Mac Oyler, Oklahoma City, for petitioner.

Roy H. Semtner, City Atty., Irving L. Faught, Asst. City Atty., for respondent.

MEMORANDUM OPINION

LERBLANCE, Referee:

¶1 The Petitioner, Gerry Gardner, seeks a Writ of Prohibition against Phillip Lambert, Judge of the Municipal Court of Record of the City of Oklahoma City, State of Oklahoma, preventing said court from proceeding to try Petitioner on a charge of lewdness violating Oklahoma City Ordinance No. 11436.

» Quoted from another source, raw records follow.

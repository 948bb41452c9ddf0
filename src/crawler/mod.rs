//! Crawler module for listing page fetching and extraction
//!
//! This module contains the scrape half of the pipeline:
//! - HTTP fetching of numbered listing pages
//! - Per-item HTML extraction of discount records
//! - The pagination controller and its stop conditions

mod controller;
mod extractor;
mod fetcher;

pub use controller::{CrawlController, CrawlOutcome};
pub use extractor::{ItemExtractionError, ItemOutcome, PageExtraction, ProductExtractor};
pub use fetcher::{build_http_client, user_agent_string, FetchError, PageFetcher, RawPage};

use crate::config::Config;
use crate::staging::write_staged;
use crate::state::StopReason;
use chrono::{DateTime, Utc};
use std::path::Path;

/// Summary of a scrape run
#[derive(Debug)]
pub struct ScrapeReport {
    /// Records written to the staging file
    pub staged: usize,

    /// Which stop condition ended pagination
    pub stop: StopReason,

    /// Pages successfully fetched
    pub pages_fetched: u32,

    /// Items dropped because of extraction errors
    pub items_skipped: usize,

    pub started_at: DateTime<Utc>,
    pub finished_at: DateTime<Utc>,
}

impl ScrapeReport {
    /// Returns true if pagination ended on a fetch error
    ///
    /// The staged snapshot then holds only the pages before the failure.
    pub fn is_partial(&self) -> bool {
        self.stop.is_error()
    }
}

/// Runs the scrape step: crawl the listing and stage the result
///
/// The staging file is overwritten even when the crawl stopped on a fetch
/// error; the report says so through `stop`.
///
/// # Returns
///
/// * `Ok(ScrapeReport)` - Crawl finished and its records were staged
/// * `Err(HarvestError)` - The client could not be built or staging failed
///
/// # Example
///
/// ```no_run
/// use discount_harvest::config::load_config;
/// use std::path::Path;
///
/// # async fn example() -> Result<(), Box<dyn std::error::Error>> {
/// let config = load_config(Path::new("harvest.toml"))?;
/// let report = discount_harvest::scrape(&config).await?;
/// println!("Staged {} records", report.staged);
/// # Ok(())
/// # }
/// ```
pub async fn scrape(config: &Config) -> crate::Result<ScrapeReport> {
    let started_at = Utc::now();
    let controller = CrawlController::from_config(config)?;

    let outcome = controller.run().await;
    let staged = write_staged(Path::new(&config.storage.staging_path), &outcome.records)?;

    tracing::info!("Total discounted products found: {}", staged);

    Ok(ScrapeReport {
        staged,
        stop: outcome.stop,
        pages_fetched: outcome.pages_fetched,
        items_skipped: outcome.items_skipped,
        started_at,
        finished_at: Utc::now(),
    })
}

¶2 It is the contention of the Petitioner that Respondent Judge is without jurisdiction for the reason that the ordinance involved is invalid, in that it conflicts with state statutes prohibiting lewdness, 21 O.S. 1961, §§ 1029-1031. Petitioner urges that the city ordinance increases the punishment beyond that provided in the state statutes which amounts to a conflict rendering the ordinance void under the rule announced in Johnson v. City of Tulsa, 97 Okl.Cr. 85, 258 P.2d 695.

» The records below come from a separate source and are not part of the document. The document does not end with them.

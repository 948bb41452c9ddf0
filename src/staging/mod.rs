//! CSV staging between the crawl and load steps
//!
//! A scrape writes its whole result set here, replacing whatever the previous
//! run left. The load step reads it back once. The header is fixed and is
//! written even when a run produced no records.

use crate::record::DiscountRecord;
use std::path::Path;
use thiserror::Error;

/// Column order of the staging file
pub const STAGING_HEADER: [&str; 4] = [
    "Product Name",
    "Price Before Discount",
    "Current Price After Discount",
    "Discount",
];

/// Errors that can occur while writing or reading the staging file
#[derive(Debug, Error)]
pub enum StagingError {
    #[error("CSV error: {0}")]
    Csv(#[from] csv::Error),

    #[error("IO error: {0}")]
    Io(#[from] std::io::Error),

    #[error("Unexpected staging header: expected {expected:?}, found {found:?}")]
    Header {
        expected: Vec<String>,
        found: Vec<String>,
    },
}

/// Result type for staging operations
pub type StagingResult<T> = Result<T, StagingError>;

/// Overwrites the staging file with `records`
///
/// # Returns
///
/// The number of records written
pub fn write_staged(path: &Path, records: &[DiscountRecord]) -> StagingResult<usize> {
    let mut writer = csv::WriterBuilder::new()
        .has_headers(false)
        .from_path(path)?;

    writer.write_record(STAGING_HEADER)?;
    for record in records {
        writer.serialize(record)?;
    }
    writer.flush()?;

    tracing::info!("Staged {} records to {}", records.len(), path.display());
    Ok(records.len())
}

/// Reads every record from the staging file
pub fn read_staged(path: &Path) -> StagingResult<Vec<DiscountRecord>> {
    let mut reader = csv::Reader::from_path(path)?;

    let found: Vec<String> = reader.headers()?.iter().map(str::to_string).collect();
    if found != STAGING_HEADER {
        return Err(StagingError::Header {
            expected: STAGING_HEADER.iter().map(|h| h.to_string()).collect(),
            found,
        });
    }

    let records = reader
        .deserialize()
        .collect::<Result<Vec<DiscountRecord>, csv::Error>>()?;

    tracing::debug!("Read {} staged records from {}", records.len(), path.display());
    Ok(records)
}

¶3 It is the position of this Court as stated in Burns v. District Court of Oklahoma County, Okl.Cr., 335 P.2d 923, 924, that:

"The prerogative writ of prohibition should be issued with forbearance and caution, and only in cases of necessity, and not in doubtful cases."

¶4 In the instant case the question raised herein has not been presented to the trial court and we cannot anticipate said court's action. If a conviction should result in the trial court Petitioner may make a timely appeal to this court. Appellate courts should not interfere by writ of prohibition where a trial court has apparent jurisdiction and the Petitioner has another remedy such as an appeal. Spraker v. District Court of Oklahoma County, Okl.Cr., 414 P.2d 565.

¶5 In Application of Heffner, 16 Okl.Cr. 691, 182 P. 88, this court denied the Petitioner's application for a writ of prohibition where it was urged that Petitioner was charged with violating an allegedly illegal ordinance. More recently this court held in Wimberly v. Imel, Okl.Cr., 358 P.2d 231:

"The Court of Criminal Appeals does not favor the testing of the constitutionality of a city ordinance by a writ of prohibition, but has the right to grant the writ and will do so where there is not an adequate remedy at law."

¶6 Petitioner has an adequate remedy at law by appeal and it does not appear that the public good demands the issuance of a writ at this time. The Writ of Prohibition is therefore

¶7 Denied.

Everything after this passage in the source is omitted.